We held in Jones that, when a mailed notice of a tax sale is returned unclaimed, a State must take additional reasonable steps to attempt to provide notice to the property owner before selling his property. See id., at 234. It is questionable whether that holding has any relevance to the circumstances here, which involved not the institution of proceedings against an unwitting litigant, but rather the issuance of an order in a pending case that was instituted by Maples himself. Indeed, I think it doubtful whether due process entitles a litigant to any notice of a court’s order in a pending case. The Federal Rules certainly reject the notion that notice is an absolute requirement. Federal Rule of Civil Procedure 77(d)(2) provides that “[l]ack of notice of the entry [of an order or judgment] does not affect the time for appeal or relieve — or authorize the court to relieve — a party for failing to appeal within the time allowed, except as allowed by Federal Rule of Appellate Procedure (4)(a).” And although Federal Rule of Appellate Procedure 4(a)(6) in turn provides that the time for filing an appeal can be reopened when a litigant did not receive notice, it establishes 180 days after the judgment or order is entered as the outer limit by which a motion to reopen must be filed. See Rule 4(a)(6)(B).
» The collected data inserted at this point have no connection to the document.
//! Fuzz target for property path parsing.
//!
//! Run with:
//! ```bash
//! cargo +nightly fuzz run fuzz_path_parser
//! ```

#![no_main]

use dynpred_query::{FilterError, PropertyPath};
use libfuzzer_sys::fuzz_target;

fuzz_target!(|data: &[u8]| {
    let Ok(input) = std::str::from_utf8(data) else {
        return;
    };

    match PropertyPath::parse(input) {
        Ok(path) => {
            // A parsed path prints back to its input and has no empty segment
            assert_eq!(path.to_string(), input);
            assert!(!path.is_empty());
            assert_eq!(path.len(), input.split('.').count());
        }
        Err(err) => assert!(matches!(err, FilterError::InvalidPath { .. })),
    }
});
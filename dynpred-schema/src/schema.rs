//! Record schema description.
//!
//! A [`RecordSchema`] is the ordered list of properties a record type exposes
//! to property paths: each [`Property`] carries its name, its static
//! [`PropertyType`] and a type-erased accessor that reads the field from a
//! record instance. Schemas are built once per record type, either by
//! `#[derive(Record)]` or by hand through [`RecordSchema::builder`].

use std::any::Any;
use std::fmt;

use indexmap::IndexMap;
use smol_str::SmolStr;

use crate::error::{SchemaError, SchemaResult};
use crate::record::Field;
use crate::value::{ScalarKind, Value, ValueRef};

/// Lazily yields the schema of a nested record type.
///
/// Kept as a function pointer so self-referential records can describe
/// themselves without initializing their own schema recursively.
pub type SchemaFn = fn() -> &'static RecordSchema;

/// Reads one property from a record.
///
/// Returns `None` when the record is not of the type the property belongs to.
pub type Accessor = for<'a> fn(&'a (dyn Any + 'static)) -> Option<FieldRef<'a>>;

/// A property read from a record instance.
#[derive(Clone, Copy)]
pub enum FieldRef<'a> {
    /// The property holds no value (`Option::None`).
    Null,
    /// A scalar value.
    Scalar(ValueRef<'a>),
    /// A nested record.
    Record(&'a (dyn Any + 'static)),
}

impl fmt::Debug for FieldRef<'_> {
    fn fmt(&self, f: &mut fmt::Formatter<'_>) -> fmt::Result {
        match self {
            Self::Null => f.write_str("Null"),
            Self::Scalar(value) => f.debug_tuple("Scalar").field(value).finish(),
            Self::Record(_) => f.write_str("Record(..)"),
        }
    }
}

/// Static type of a property.
#[derive(Clone, Copy)]
pub enum PropertyType {
    /// A scalar leaf.
    Scalar(ScalarKind),
    /// A nested record.
    Record(SchemaFn),
}

impl PropertyType {
    /// Get the scalar kind, if this is a scalar.
    pub fn as_scalar(&self) -> Option<ScalarKind> {
        match self {
            Self::Scalar(kind) => Some(*kind),
            Self::Record(_) => None,
        }
    }

    /// Check if this is a nested record.
    pub fn is_record(&self) -> bool {
        matches!(self, Self::Record(_))
    }

    /// Get the nested record schema, if this is a record.
    pub fn record_schema(&self) -> Option<&'static RecordSchema> {
        match self {
            Self::Scalar(_) => None,
            Self::Record(schema) => Some(schema()),
        }
    }

    /// Get the type name used in diagnostics.
    pub fn name(&self) -> &str {
        match self {
            Self::Scalar(kind) => kind.name(),
            Self::Record(schema) => schema().name(),
        }
    }
}

impl PartialEq for PropertyType {
    fn eq(&self, other: &Self) -> bool {
        match (self, other) {
            (Self::Scalar(lhs), Self::Scalar(rhs)) => lhs == rhs,
            (Self::Record(lhs), Self::Record(rhs)) => std::ptr::eq(lhs(), rhs()),
            _ => false,
        }
    }
}

impl fmt::Debug for PropertyType {
    fn fmt(&self, f: &mut fmt::Formatter<'_>) -> fmt::Result {
        match self {
            Self::Scalar(kind) => f.debug_tuple("Scalar").field(kind).finish(),
            Self::Record(schema) => f.debug_tuple("Record").field(&schema().name()).finish(),
        }
    }
}

impl fmt::Display for PropertyType {
    fn fmt(&self, f: &mut fmt::Formatter<'_>) -> fmt::Result {
        f.write_str(self.name())
    }
}

/// A named, typed property of a record.
#[derive(Clone)]
pub struct Property {
    name: SmolStr,
    ty: PropertyType,
    nullable: bool,
    accessor: Accessor,
}

impl Property {
    /// Create a property whose field type is `F`.
    pub fn new<F: Field>(name: impl Into<SmolStr>, accessor: Accessor) -> Self {
        Self {
            name: name.into(),
            ty: F::property_type(),
            nullable: F::NULLABLE,
            accessor,
        }
    }

    /// Get the property name.
    pub fn name(&self) -> &str {
        &self.name
    }

    /// Get the static type of the property.
    pub fn ty(&self) -> PropertyType {
        self.ty
    }

    /// Check if the property may be absent at runtime.
    pub fn is_nullable(&self) -> bool {
        self.nullable
    }

    /// Read this property from a record.
    pub fn read<'a>(&self, record: &'a (dyn Any + 'static)) -> Option<FieldRef<'a>> {
        (self.accessor)(record)
    }
}

impl fmt::Debug for Property {
    fn fmt(&self, f: &mut fmt::Formatter<'_>) -> fmt::Result {
        f.debug_struct("Property")
            .field("name", &self.name)
            .field("ty", &self.ty)
            .field("nullable", &self.nullable)
            .finish()
    }
}

/// The properties exposed by one record type.
#[derive(Debug)]
pub struct RecordSchema {
    name: SmolStr,
    properties: IndexMap<SmolStr, Property>,
}

impl RecordSchema {
    /// Start building a schema for the named record type.
    pub fn builder(name: impl Into<SmolStr>) -> RecordSchemaBuilder {
        RecordSchemaBuilder {
            name: name.into(),
            properties: Vec::new(),
        }
    }

    /// Get the record type name.
    pub fn name(&self) -> &str {
        &self.name
    }

    /// Look up a property by exact, case-sensitive name.
    pub fn property(&self, name: &str) -> Option<&Property> {
        self.properties.get(name)
    }

    /// Iterate over properties in declaration order.
    pub fn properties(&self) -> impl Iterator<Item = &Property> {
        self.properties.values()
    }

    /// Get the number of properties.
    pub fn len(&self) -> usize {
        self.properties.len()
    }

    /// Check if the record has no properties.
    pub fn is_empty(&self) -> bool {
        self.properties.is_empty()
    }

    /// Copy every property of `record` into a [`Value::Record`].
    ///
    /// Returns `None` when `record` is not of this schema's type.
    pub fn snapshot(&self, record: &(dyn Any + 'static)) -> Option<Value> {
        let mut fields = IndexMap::with_capacity(self.properties.len());
        for property in self.properties.values() {
            let value = match property.read(record)? {
                FieldRef::Null => Value::Null,
                FieldRef::Scalar(value) => value.to_value(),
                FieldRef::Record(nested) => property.ty().record_schema()?.snapshot(nested)?,
            };
            fields.insert(property.name.clone(), value);
        }
        Some(Value::Record(fields))
    }
}

/// Builder for [`RecordSchema`].
#[derive(Debug)]
pub struct RecordSchemaBuilder {
    name: SmolStr,
    properties: Vec<Property>,
}

impl RecordSchemaBuilder {
    /// Add a property whose field type is `F`.
    pub fn property<F: Field>(mut self, name: impl Into<SmolStr>, accessor: Accessor) -> Self {
        self.properties.push(Property::new::<F>(name, accessor));
        self
    }

    /// Validate the property names and build the schema.
    pub fn build(self) -> SchemaResult<RecordSchema> {
        let mut properties = IndexMap::with_capacity(self.properties.len());
        for property in self.properties {
            if !is_identifier(&property.name) {
                return Err(SchemaError::invalid_property(
                    self.name.as_str(),
                    property.name.as_str(),
                    "not an identifier",
                ));
            }
            if properties.contains_key(&property.name) {
                return Err(SchemaError::duplicate_property(
                    self.name.as_str(),
                    property.name.as_str(),
                ));
            }
            properties.insert(property.name.clone(), property);
        }

        tracing::trace!(record = %self.name, properties = properties.len(), "record schema built");

        Ok(RecordSchema {
            name: self.name,
            properties,
        })
    }
}

/// Check that `name` is usable as one segment of a property path.
///
/// Segments are ASCII identifiers: `[A-Za-z_][A-Za-z0-9_]*`.
pub fn is_identifier(name: &str) -> bool {
    let mut chars = name.chars();
    match chars.next() {
        Some(c) if c.is_ascii_alphabetic() || c == '_' => {}
        _ => return false,
    }
    chars.all(|c| c.is_ascii_alphanumeric() || c == '_')
}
There is no need to grapple with this question, however, because Butler received a copy of the trial court’s order. “Under our system of representative litigation, ‘each party ... is considered to have “notice of all facts, notice of which can be charged upon [his] attorney.”’” Irwin v. Department of Veterans Affairs, 498 U. S. 89, 92 (1990) (quoting Link, 370 U. S., at 634). The notice to Butler was therefore constitutionally sufficient.
*301* * *
One suspects that today’s decision is motivated in large part by an understandable sense of frustration with the State’s refusal to waive Maples’ procedural default in the interest of fairness. Indeed, that frustration may well explain the Court’s lengthy indictment of Alabama’s general procedures for providing representation to capital defendants, ante, at 271-273, a portion of the Court’s opinion that is so disconnected from the rest of its analysis as to be otherwise inexplicable.
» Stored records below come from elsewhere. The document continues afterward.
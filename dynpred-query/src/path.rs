//! Dotted property paths and their resolution against a record schema.
//!
//! Resolution happens once, up front: every segment is looked up on the type
//! reached so far and the result is a [`ResolvedAccess`], a chain of
//! `&'static Property` hops ending at a leaf of known type. Evaluating the
//! access against a record only follows the accessors; no name lookups happen
//! per record.
//!
//! ```rust,ignore
//! use dynpred_query::path::{PropertyPath, resolve};
//!
//! let path: PropertyPath = "Address.City".parse()?;
//! assert_eq!(path.len(), 2);
//!
//! let access = resolve::<Person>("Address.City")?;
//! assert_eq!(access.leaf_type().name(), "String");
//! ```

use std::any::Any;
use std::fmt;
use std::str::FromStr;

use dynpred_schema::{FieldRef, NullPolicy, Property, PropertyType, Record, RecordSchema, is_identifier};
use smallvec::SmallVec;
use smol_str::SmolStr;

use crate::error::{FilterError, FilterResult};

/// Default maximum number of segments in a path.
pub const DEFAULT_MAX_DEPTH: usize = 16;

/// A parsed, non-empty chain of property names.
#[derive(Debug, Clone, PartialEq, Eq, Hash)]
pub struct PropertyPath {
    segments: SmallVec<[SmolStr; 4]>,
}

impl PropertyPath {
    /// Parse a dotted path such as `Address.City`.
    ///
    /// Splitting is strictly on `.`; empty segments (from `a..b`, a leading
    /// or a trailing dot) and segments that are not identifiers are rejected.
    pub fn parse(path: &str) -> FilterResult<Self> {
        if path.is_empty() {
            return Err(FilterError::invalid_path(path, "path is empty"));
        }

        let mut segments = SmallVec::new();
        for (index, segment) in path.split('.').enumerate() {
            if segment.is_empty() {
                return Err(FilterError::invalid_path(
                    path,
                    format!("segment {} is empty", index + 1),
                ));
            }
            if !is_identifier(segment) {
                return Err(FilterError::invalid_path(
                    path,
                    format!("`{}` is not an identifier", segment),
                ));
            }
            segments.push(SmolStr::new(segment));
        }

        Ok(Self { segments })
    }

    /// Get the segments in order.
    pub fn segments(&self) -> &[SmolStr] {
        &self.segments
    }

    /// Get the number of segments.
    pub fn len(&self) -> usize {
        self.segments.len()
    }

    /// Always `false`; a parsed path has at least one segment.
    pub fn is_empty(&self) -> bool {
        self.segments.is_empty()
    }
}

impl FromStr for PropertyPath {
    type Err = FilterError;

    fn from_str(s: &str) -> FilterResult<Self> {
        Self::parse(s)
    }
}

impl fmt::Display for PropertyPath {
    fn fmt(&self, f: &mut fmt::Formatter<'_>) -> fmt::Result {
        for (i, segment) in self.segments.iter().enumerate() {
            if i > 0 {
                f.write_str(".")?;
            }
            f.write_str(segment)?;
        }
        Ok(())
    }
}

/// Where a walk over one record ended.
#[derive(Debug, Clone, Copy)]
pub enum Reached<'a> {
    /// The leaf property was read. It may itself be null.
    Leaf(FieldRef<'a>),
    /// An intermediate property was absent.
    Absent {
        /// Name of the absent property.
        segment: &'static str,
    },
}

/// A property path resolved against a root record schema.
///
/// Every hop is backed by an existing property and the leaf type is exact.
#[derive(Clone)]
pub struct ResolvedAccess {
    root: &'static RecordSchema,
    path: PropertyPath,
    hops: SmallVec<[&'static Property; 4]>,
}

impl ResolvedAccess {
    /// Get the schema the path starts from.
    pub fn root_schema(&self) -> &'static RecordSchema {
        self.root
    }

    /// Get the resolved path.
    pub fn path(&self) -> &PropertyPath {
        &self.path
    }

    /// Get the number of hops, equal to the number of path segments.
    pub fn len(&self) -> usize {
        self.hops.len()
    }

    /// Always `false`; a resolved access has at least one hop.
    pub fn is_empty(&self) -> bool {
        self.hops.is_empty()
    }

    /// Get the static type of the leaf.
    pub fn leaf_type(&self) -> PropertyType {
        self.leaf().ty()
    }

    /// Check if any hop may be absent at runtime.
    pub fn is_nullable(&self) -> bool {
        self.hops.iter().any(|hop| hop.is_nullable())
    }

    fn leaf(&self) -> &'static Property {
        // Resolution never produces an empty chain.
        self.hops[self.hops.len() - 1]
    }

    /// Follow the chain over one record.
    pub fn walk<'a>(&self, record: &'a (dyn Any + 'static)) -> FilterResult<Reached<'a>> {
        let mut current = record;
        let last = self.hops.len().saturating_sub(1);

        for (index, &hop) in self.hops.iter().enumerate() {
            let field = hop
                .read(current)
                .ok_or_else(|| FilterError::record_mismatch(self.root.name()))?;

            if index == last {
                return Ok(Reached::Leaf(field));
            }

            match field {
                FieldRef::Record(next) => current = next,
                FieldRef::Null => return Ok(Reached::Absent { segment: hop.name() }),
                FieldRef::Scalar(_) => return Err(FilterError::record_mismatch(hop.ty().name())),
            }
        }

        Err(FilterError::invalid_path(self.path.to_string(), "path is empty"))
    }

    /// Follow the chain over one record and apply the null policy to an
    /// absent intermediate property.
    pub fn read<'a>(
        &self,
        record: &'a (dyn Any + 'static),
        policy: NullPolicy,
    ) -> FilterResult<FieldRef<'a>> {
        match self.walk(record)? {
            Reached::Leaf(field) => Ok(field),
            Reached::Absent { segment } => match policy {
                NullPolicy::Propagate => {
                    Err(FilterError::null_reference(self.path.to_string(), segment))
                }
                NullPolicy::ShortCircuit => Ok(FieldRef::Null),
            },
        }
    }
}

impl fmt::Debug for ResolvedAccess {
    fn fmt(&self, f: &mut fmt::Formatter<'_>) -> fmt::Result {
        f.debug_struct("ResolvedAccess")
            .field("root", &self.root.name())
            .field("path", &self.path.to_string())
            .field("leaf", &self.leaf_type())
            .finish()
    }
}

impl PartialEq for ResolvedAccess {
    fn eq(&self, other: &Self) -> bool {
        std::ptr::eq(self.root, other.root)
            && self.path == other.path
            && self.hops.len() == other.hops.len()
            && self
                .hops
                .iter()
                .zip(other.hops.iter())
                .all(|(lhs, rhs)| std::ptr::eq(*lhs, *rhs))
    }
}

/// Resolve `path` against the schema of `T`.
pub fn resolve<T: Record>(path: &str) -> FilterResult<ResolvedAccess> {
    resolve_in(T::schema(), path)
}

/// Resolve `path` against an explicit schema.
pub fn resolve_in(schema: &'static RecordSchema, path: &str) -> FilterResult<ResolvedAccess> {
    resolve_path(schema, PropertyPath::parse(path)?, DEFAULT_MAX_DEPTH)
}

/// Resolve an already parsed path, rejecting paths deeper than `max_depth`.
pub fn resolve_path(
    schema: &'static RecordSchema,
    path: PropertyPath,
    max_depth: usize,
) -> FilterResult<ResolvedAccess> {
    if path.len() > max_depth {
        return Err(FilterError::invalid_path(
            path.to_string(),
            format!("{} segments exceed the maximum depth of {}", path.len(), max_depth),
        ));
    }

    let mut hops = SmallVec::with_capacity(path.len());
    let mut current = schema;
    let mut segments = path.segments().iter().peekable();

    while let Some(segment) = segments.next() {
        let property = current
            .property(segment)
            .ok_or_else(|| FilterError::unknown_property(segment.as_str(), current.name()))?;
        hops.push(property);

        if let Some(next) = segments.peek() {
            current = match property.ty() {
                PropertyType::Record(schema) => schema(),
                PropertyType::Scalar(kind) => {
                    return Err(FilterError::unknown_property(next.as_str(), kind.name()));
                }
            };
        }
    }

    tracing::debug!(
        record = schema.name(),
        path = %path,
        hops = hops.len(),
        "property path resolved"
    );

    Ok(ResolvedAccess {
        root: schema,
        path,
        hops,
    })
}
But if the interest of fairness justifies our excusing Maples’ procedural default here, it does so whenever a defendant’s procedural default is caused by his attorney. That is simply not the law — and cannot be, if the States are to have an orderly system of criminal litigation conducted by counsel. Our precedents allow a State to stand on its rights and enforce a habeas petitioner’s procedural default even when counsel is to blame. Because a faithful application of those precedents leads to the conclusion that Maples has not demonstrated cause to excuse his procedural default; and because the reasoning by which the Court justifies the opposite conclusion invites future evisceration of the principle that defendants are responsible for the mistakes of their attorneys; I respectfully dissent.
The Court says that the allegations in Maples’ own habeas petition are not “persuasive evidence,” ante, at 286, n. 8, because Maples’ lawyers at Sullivan & Cromwell labored under a conflict of interest when they prepared the document. This is a curious point, since the effect of Maples’ statement was to implicate Sullivan & Cromwell as a firm in missing the filing deadline. The conflict would have induced the Sullivan & Cromwell lawyers to exonerate the firm. To be sure, as the case later developed (at this stage abandonment had not yet been conceived as the litigating strategy), it would have been in Maples’ interest to say he had no lawyers. But the issue the petition’s statement raises is not whether Maples was *296cleverly represented; it is whether the statement was true. And if Sullivan & Cromwell’s involvement in preparing the petition has any bearing upon that, it only reinforces the truth.